Structural Basis for Resistance to Diverse Classes of NAMPT Inhibitors.

Inhibiting NAD biosynthesis by blocking the function of nicotinamide phosphoribosyl transferase (NAMPT) is an attractive therapeutic strategy for targeting tumor metabolism. However, the development of drug resistance commonly limits the efficacy of cancer therapeutics. This study identifies mutations in NAMPT that confer resistance to a novel NAMPT inhibitor, GNE-618, in cell culture and in vivo, thus demonstrating that the cytotoxicity of GNE-618 is on target. We determine the crystal structures of six NAMPT mutants in the apo form and in complex with various inhibitors and use cellular, biochemical and structural data to elucidate two resistance mechanisms.
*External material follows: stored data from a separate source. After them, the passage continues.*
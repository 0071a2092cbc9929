use super::{require_text, GroupId, StudentId, ValidationError};
use chrono::{NaiveDate, NaiveDateTime};
use rust_decimal::Decimal;
use serde::Serialize;

#[derive(Debug, Clone, Copy, PartialEq, Eq, Serialize)]
#[serde(rename_all = "lowercase")]
pub enum StudentStatus {
    Active,
    Archived,
}

/// A student and the cached state of their credit.
///
/// `balance` is stored credit (negative means the family owes money). It is a rollup of the
/// student's credit-changing transactions and is only ever moved by the ledger alongside the
/// transaction that justifies the change.
#[derive(Debug, Clone, PartialEq, Serialize)]
pub struct Student {
    pub id: StudentId,
    pub name: String,
    pub parent_name: String,
    #[serde(rename = "parent_phone1")]
    pub parent_phone: String,
    pub parent_email: Option<String>,
    pub birth_date: Option<NaiveDate>,
    pub balance: Decimal,
    pub status: StudentStatus,
    pub archived_date: Option<NaiveDateTime>,
    pub group_ids: Vec<GroupId>,
}

impl Student {
    pub fn is_active(&self) -> bool {
        self.status == StudentStatus::Active
    }

    pub fn in_group(&self, group_id: &str) -> bool {
        self.group_ids.iter().any(|g| g == group_id)
    }

    /// Archived students keep their history but take no part in scheduling or billing.
    pub fn ensure_active(&self) -> Result<(), ValidationError> {
        if !self.is_active() {
            return Err(ValidationError::ArchivedStudent(self.id.clone()));
        }
        Ok(())
    }
}

/// A student that has not been stored yet
#[derive(Debug, Clone, PartialEq)]
pub struct NewStudent {
    name: String,
    parent_name: String,
    parent_phone: String,
    parent_email: Option<String>,
    birth_date: Option<NaiveDate>,
    group_ids: Vec<GroupId>,
}

impl NewStudent {
    pub fn new<S: Into<String>>(name: S) -> Self {
        NewStudent {
            name: name.into(),
            parent_name: String::new(),
            parent_phone: String::new(),
            parent_email: None,
            birth_date: None,
            group_ids: Vec::new(),
        }
    }

    pub fn with_parent<S: Into<String>>(&mut self, name: S, phone: S) -> &mut Self {
        self.parent_name = name.into();
        self.parent_phone = phone.into();
        self
    }

    pub fn with_email<S: Into<String>>(&mut self, email: S) -> &mut Self {
        self.parent_email = Some(email.into());
        self
    }

    pub fn with_birth_date(&mut self, date: NaiveDate) -> &mut Self {
        self.birth_date = Some(date);
        self
    }

    pub fn with_group<S: Into<GroupId>>(&mut self, group_id: S) -> &mut Self {
        let group_id = group_id.into();
        if !self.group_ids.contains(&group_id) {
            self.group_ids.push(group_id);
        }
        self
    }

    /// Check the input and turn it into an unsaved `Student` with an empty balance.
    pub fn build(&self) -> Result<Student, ValidationError> {
        require_text("student name", &self.name)?;

        Ok(Student {
            id: String::new(),
            name: self.name.trim().to_owned(),
            parent_name: self.parent_name.clone(),
            parent_phone: self.parent_phone.clone(),
            parent_email: self.parent_email.clone(),
            birth_date: self.birth_date,
            balance: Decimal::ZERO,
            status: StudentStatus::Active,
            archived_date: None,
            group_ids: self.group_ids.clone(),
        })
    }
}

#[derive(Debug, Clone, PartialEq, Serialize)]
pub struct Group {
    pub id: GroupId,
    pub name: String,
}
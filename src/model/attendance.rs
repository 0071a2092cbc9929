use super::{StudentId, SubscriptionId, TransactionId, ValidationError};
use chrono::{NaiveDate, NaiveDateTime, NaiveTime};
use serde::Serialize;

/// Lowest grade on the journal's scale
pub const MIN_GRADE: u8 = 2;
/// Highest grade on the journal's scale
pub const MAX_GRADE: u8 = 5;

#[derive(Debug, Clone, Copy, PartialEq, Eq, Serialize)]
#[serde(rename_all = "lowercase")]
pub enum AttendanceStatus {
    Present,
    Absent,
    Excused,
}

impl AttendanceStatus {
    /// Present and absent marks both count as a visit, which is what consumes a lesson.
    pub fn is_visit(self) -> bool {
        matches!(self, AttendanceStatus::Present | AttendanceStatus::Absent)
    }

    /// The status a journal cell moves to when tapped: none, present, absent, excused and
    /// back to none.
    pub fn next_in_cycle(current: Option<Self>) -> Option<Self> {
        match current {
            None => Some(AttendanceStatus::Present),
            Some(AttendanceStatus::Present) => Some(AttendanceStatus::Absent),
            Some(AttendanceStatus::Absent) => Some(AttendanceStatus::Excused),
            Some(AttendanceStatus::Excused) => None,
        }
    }
}

/// One student's mark for one calendar date.
///
/// At most one record exists per `(student_id, date)`. A visit without a subscription link
/// is a debt lesson; `debt_transaction_id` then points at the debit that billed it, if any.
#[derive(Debug, Clone, PartialEq, Serialize)]
pub struct Attendance {
    pub student_id: StudentId,
    pub date: NaiveDate,
    pub status: AttendanceStatus,
    pub grade: Option<u8>,
    #[serde(rename = "student_subscription_id")]
    pub subscription_id: Option<SubscriptionId>,
    pub debt_transaction_id: Option<TransactionId>,
    /// The `date` column as storage holds it, when that is not plain `YYYY-MM-DD`.
    #[serde(skip)]
    pub(crate) stored_date: Option<String>,
}

impl Attendance {
    pub fn is_visit(&self) -> bool {
        self.status.is_visit()
    }

    pub fn is_debt(&self) -> bool {
        self.is_visit() && self.subscription_id.is_none()
    }

    /// The value that matches this record's `date` column in the store.
    pub(crate) fn date_key(&self) -> String {
        self.stored_date
            .clone()
            .unwrap_or_else(|| self.date.to_string())
    }

    /// Attendance has no time of day; it sorts at the start of its date.
    pub fn occurred_at(&self) -> NaiveDateTime {
        self.date.and_time(NaiveTime::MIN)
    }
}

/// Grades only mean something for students who were there.
pub(crate) fn grade_for(
    status: AttendanceStatus,
    grade: Option<u8>,
) -> Result<Option<u8>, ValidationError> {
    match grade {
        Some(g) if !(MIN_GRADE..=MAX_GRADE).contains(&g) => {
            Err(ValidationError::GradeOutOfRange(g))
        }
        Some(g) if status == AttendanceStatus::Present => Ok(Some(g)),
        _ => Ok(None),
    }
}
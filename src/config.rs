use crate::recurrence::RECURRENCE_HORIZON_WEEKS;
use chrono::{FixedOffset, Offset, Utc};
use config::{ConfigError, Environment, File};
use log::warn;
use rust_decimal::Decimal;
use serde::Deserialize;

const CONFIG_FILE: &str = "config/tutor_ledger.toml";
const ENV_PREFIX: &str = "TUTOR_LEDGER";

/// Runtime settings for the ledger and schedule.
#[derive(Debug, Clone, PartialEq, Deserialize)]
pub struct Config {
    /// What a lesson taken without a subscription costs. Zero disables debt billing.
    #[serde(default)]
    pub default_lesson_price: Decimal,
    /// The local zone, in minutes east of UTC, used to read stored instants as wall-clock time.
    #[serde(default)]
    pub utc_offset_minutes: i32,
    #[serde(default = "default_horizon")]
    pub recurrence_horizon_weeks: u32,
    /// How many upcoming lessons the dashboard lists.
    #[serde(default = "default_upcoming_limit")]
    pub upcoming_events_limit: usize,
}

fn default_horizon() -> u32 {
    RECURRENCE_HORIZON_WEEKS
}

fn default_upcoming_limit() -> usize {
    5
}

impl Default for Config {
    fn default() -> Self {
        Config {
            default_lesson_price: Decimal::ZERO,
            utc_offset_minutes: 0,
            recurrence_horizon_weeks: default_horizon(),
            upcoming_events_limit: default_upcoming_limit(),
        }
    }
}

impl Config {
    /// Load settings from `config/tutor_ledger.toml` (optional), then from `TUTOR_LEDGER__*`
    /// environment variables. Anything left unset takes its default.
    pub fn load() -> Result<Self, ConfigError> {
        let settings = config::Config::builder()
            .add_source(File::with_name(CONFIG_FILE).required(false))
            .add_source(Environment::with_prefix(ENV_PREFIX).separator("__"))
            .build()?;

        settings.try_deserialize()
    }

    /// Set the price billed for a lesson taken without credit.
    pub fn with_default_lesson_price(mut self, price: Decimal) -> Self {
        self.default_lesson_price = price;
        self
    }

    pub fn with_utc_offset_minutes(mut self, minutes: i32) -> Self {
        self.utc_offset_minutes = minutes;
        self
    }

    /// The configured local zone. An offset outside +-24h falls back to UTC.
    pub fn local_offset(&self) -> FixedOffset {
        match FixedOffset::east_opt(self.utc_offset_minutes.saturating_mul(60)) {
            Some(offset) => offset,
            None => {
                warn!(
                    "utc_offset_minutes = {} is out of range, using UTC",
                    self.utc_offset_minutes
                );
                Utc.fix()
            }
        }
    }
}
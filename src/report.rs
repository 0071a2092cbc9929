//! Read-only rollups over a [`Snapshot`].
//!
//! Nothing here writes to the store. Every function takes the instant it should treat as
//! "now" so results are reproducible.

use crate::{
    decode::Snapshot,
    model::{
        Attendance, Expense, FinancialTransaction, StudentId, StudentSubscription,
        SubscriptionId, TransactionKind,
    },
    recurrence::VisibleEvent,
    CURRENCY_PRECISION,
};
use chrono::{Datelike, Duration, NaiveDate, NaiveDateTime, NaiveTime};
use log::{debug, trace};
use rust_decimal::Decimal;
use serde::Serialize;
use std::cmp::Ordering;

/// The reporting window, anchored to the current instant
#[derive(Debug, Clone, Copy, PartialEq, Eq, Serialize)]
#[serde(rename_all = "snake_case")]
pub enum Period {
    Month,
    Year,
    AllTime,
}

/// Inclusive bounds of `period` around `now`.
///
/// A month runs from the first at midnight to the last nanosecond of its final day; a year
/// likewise from 1 January to 31 December. All time covers the whole calendar.
pub fn period_bounds(period: Period, now: NaiveDateTime) -> (NaiveDateTime, NaiveDateTime) {
    let today = now.date();

    let (first, next) = match period {
        Period::AllTime => return (NaiveDateTime::MIN, NaiveDateTime::MAX),
        Period::Month => {
            let first = NaiveDate::from_ymd_opt(today.year(), today.month(), 1);
            let next = if today.month() == 12 {
                NaiveDate::from_ymd_opt(today.year() + 1, 1, 1)
            } else {
                NaiveDate::from_ymd_opt(today.year(), today.month() + 1, 1)
            };
            (first, next)
        }
        Period::Year => (
            NaiveDate::from_ymd_opt(today.year(), 1, 1),
            NaiveDate::from_ymd_opt(today.year() + 1, 1, 1),
        ),
    };

    let start = first
        .map(|d| d.and_time(NaiveTime::MIN))
        .unwrap_or(NaiveDateTime::MIN);
    let end = next
        .and_then(|d| d.and_time(NaiveTime::MIN).checked_sub_signed(Duration::nanoseconds(1)))
        .unwrap_or(NaiveDateTime::MAX);

    (start, end)
}

/// Cash flow over one period
#[derive(Debug, Clone, PartialEq, Serialize)]
pub struct PeriodReport {
    pub start: NaiveDateTime,
    pub end: NaiveDateTime,
    /// Every transaction dated inside the period, oldest first
    pub transactions: Vec<FinancialTransaction>,
    /// Every expense dated inside the period, oldest first
    pub expenses: Vec<Expense>,
    /// Payments received less refunds given
    pub income: Decimal,
    pub expense_total: Decimal,
    pub profit: Decimal,
}

pub fn period_report(snapshot: &Snapshot, period: Period, now: NaiveDateTime) -> PeriodReport {
    let (start, end) = period_bounds(period, now);
    let within = |at: NaiveDateTime| at >= start && at <= end;

    let transactions: Vec<FinancialTransaction> = snapshot
        .transactions
        .iter()
        .filter(|t| within(t.date))
        .cloned()
        .collect();
    let expenses: Vec<Expense> = snapshot
        .expenses
        .iter()
        .filter(|e| within(e.date))
        .cloned()
        .collect();

    let income: Decimal = transactions.iter().map(|t| t.income_effect()).sum();
    let expense_total: Decimal = expenses.iter().map(|e| e.amount).sum();

    debug!(
        "{:?} report {} - {}: income {}, expenses {}",
        period, start, end, income, expense_total
    );

    PeriodReport {
        start,
        end,
        transactions,
        expenses,
        income,
        expense_total,
        profit: income - expense_total,
    }
}

/// What happened at one point of a student's history
#[derive(Debug, Clone, PartialEq, Serialize)]
#[serde(tag = "kind", rename_all = "snake_case")]
pub enum HistoryItem {
    Transaction(FinancialTransaction),
    /// A lesson taken from a subscription
    Lesson {
        subscription_id: SubscriptionId,
        plan_name: Option<String>,
        lesson_price: Decimal,
    },
}

#[derive(Debug, Clone, PartialEq, Serialize)]
pub struct HistoryEntry {
    pub at: NaiveDateTime,
    pub item: HistoryItem,
    /// Stored credit right after this entry
    pub credit_balance_after: Decimal,
    /// Credit plus the value of unused lessons right after this entry
    pub worth_after: Decimal,
}

enum Step<'a> {
    Transaction(&'a FinancialTransaction),
    Visit(&'a Attendance),
}

impl<'a> Step<'a> {
    fn at(&self) -> NaiveDateTime {
        match *self {
            Step::Transaction(t) => t.date,
            Step::Visit(a) => a.occurred_at(),
        }
    }

    // Transactions sort before visits sharing their instant.
    fn rank(&self) -> u8 {
        match *self {
            Step::Transaction(_) => 0,
            Step::Visit(_) => 1,
        }
    }
}

/// Replay a student's transactions and lessons in time order.
///
/// Only the current balance is stored, so the replay starts from that balance less the net
/// credit effect of every transaction. Visits that took no subscription credit are not listed;
/// the debit that billed them is. Returns an empty history for an unknown student.
pub fn balance_history(snapshot: &Snapshot, student_id: &str) -> Vec<HistoryEntry> {
    let student = match snapshot.student(student_id) {
        Some(student) => student,
        None => return Vec::new(),
    };

    let subscriptions: Vec<&StudentSubscription> = snapshot.subscriptions_of(student_id).collect();
    let transactions: Vec<&FinancialTransaction> = snapshot.transactions_of(student_id).collect();
    let visits: Vec<&Attendance> = snapshot
        .attendance
        .iter()
        .filter(|a| a.student_id == student_id && a.is_visit())
        .collect();

    let mut steps: Vec<Step> = transactions
        .iter()
        .map(|t| Step::Transaction(*t))
        .chain(visits.iter().map(|a| Step::Visit(*a)))
        .collect();
    steps.sort_by(|a, b| match a.at().cmp(&b.at()) {
        Ordering::Equal => a.rank().cmp(&b.rank()),
        other => other,
    });

    let net_effect: Decimal = transactions.iter().map(|t| t.credit_effect()).sum();
    let mut credit = student.balance - net_effect;
    let mut history = Vec::with_capacity(steps.len());

    for step in steps {
        let at = step.at();
        let item = match step {
            Step::Transaction(t) => {
                credit += t.credit_effect();
                HistoryItem::Transaction(t.clone())
            }
            Step::Visit(visit) => {
                let subscription = match visit
                    .subscription_id
                    .as_deref()
                    .and_then(|id| subscriptions.iter().find(|s| s.id == id))
                {
                    Some(subscription) => subscription,
                    None => {
                        trace!("no subscription behind the visit on {}", visit.date);
                        continue;
                    }
                };
                HistoryItem::Lesson {
                    subscription_id: subscription.id.clone(),
                    plan_name: snapshot.plan(&subscription.plan_id).map(|p| p.name.clone()),
                    lesson_price: subscription.lesson_price(),
                }
            }
        };

        let unused: Decimal = subscriptions
            .iter()
            .map(|s| unused_value_at(s, &transactions, &visits, at))
            .sum();

        history.push(HistoryEntry {
            at,
            item,
            credit_balance_after: credit,
            worth_after: (credit + unused).round_dp(CURRENCY_PRECISION),
        });
    }

    history
}

// The value of `subscription`'s unused lessons as things stood at `at`.
fn unused_value_at(
    subscription: &StudentSubscription,
    transactions: &[&FinancialTransaction],
    visits: &[&Attendance],
    at: NaiveDateTime,
) -> Decimal {
    if subscription.purchase_date > at {
        return Decimal::ZERO;
    }

    let refunded = transactions.iter().any(|t| {
        t.kind == TransactionKind::Refund
            && t.subscription_id.as_deref() == Some(subscription.id.as_str())
            && t.date <= at
    });
    if refunded {
        return Decimal::ZERO;
    }

    let used = visits
        .iter()
        .filter(|a| {
            a.subscription_id.as_deref() == Some(subscription.id.as_str()) && a.occurred_at() <= at
        })
        .count() as u32;

    subscription.lesson_price() * Decimal::from(subscription.lessons_total.saturating_sub(used))
}

/// A student's position as the journal shows it
#[derive(Debug, Clone, PartialEq, Serialize)]
pub struct StudentStanding {
    pub student_id: StudentId,
    /// Unused lessons less lessons owed. Negative when the student is in debt.
    pub lessons_left: i64,
    /// Value of the unused lessons plus stored credit
    pub worth: Decimal,
}

pub fn student_standing(snapshot: &Snapshot, student_id: &str) -> Option<StudentStanding> {
    let student = snapshot.student(student_id)?;

    let (lessons, value) = snapshot
        .subscriptions_of(student_id)
        .filter(|s| s.has_credit())
        .fold((0i64, Decimal::ZERO), |(lessons, value), s| {
            (
                lessons + i64::from(s.remaining_lessons()),
                value + s.remaining_value(),
            )
        });
    let owed = snapshot.debt_lessons(student_id).count() as i64;

    Some(StudentStanding {
        student_id: student.id.clone(),
        lessons_left: lessons - owed,
        worth: (value + student.balance).round_dp(CURRENCY_PRECISION),
    })
}

/// The landing page figures
#[derive(Debug, Clone, PartialEq, Serialize)]
pub struct DashboardSummary {
    pub active_students: usize,
    pub groups: usize,
    /// The next events to start, soonest first
    pub upcoming: Vec<VisibleEvent>,
}

pub fn dashboard(
    snapshot: &Snapshot,
    visible: &[VisibleEvent],
    now: NaiveDateTime,
    limit: usize,
) -> DashboardSummary {
    let mut upcoming: Vec<VisibleEvent> =
        visible.iter().filter(|e| e.start > now).cloned().collect();
    upcoming.sort_by_key(|e| e.start);
    upcoming.truncate(limit);

    DashboardSummary {
        active_students: snapshot.active_students().count(),
        groups: snapshot.groups.len(),
        upcoming,
    }
}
One is the surprising finding of allosteric modulation by mutation of residue Ser165, resulting in unwinding of an α-helix that binds the NAMPT substrate 5-phosphoribosyl-1-pyrophosphate (PRPP). The other mechanism is orthosteric blocking of inhibitor binding by mutations of Gly217. Furthermore, by evaluating a panel of diverse small molecule inhibitors, we unravel inhibitor structure activity relationships on the mutant enzymes. These results provide valuable insights into the design of next generation NAMPT inhibitors that offer improved therapeutic potential by evading certain mechanisms of resistance.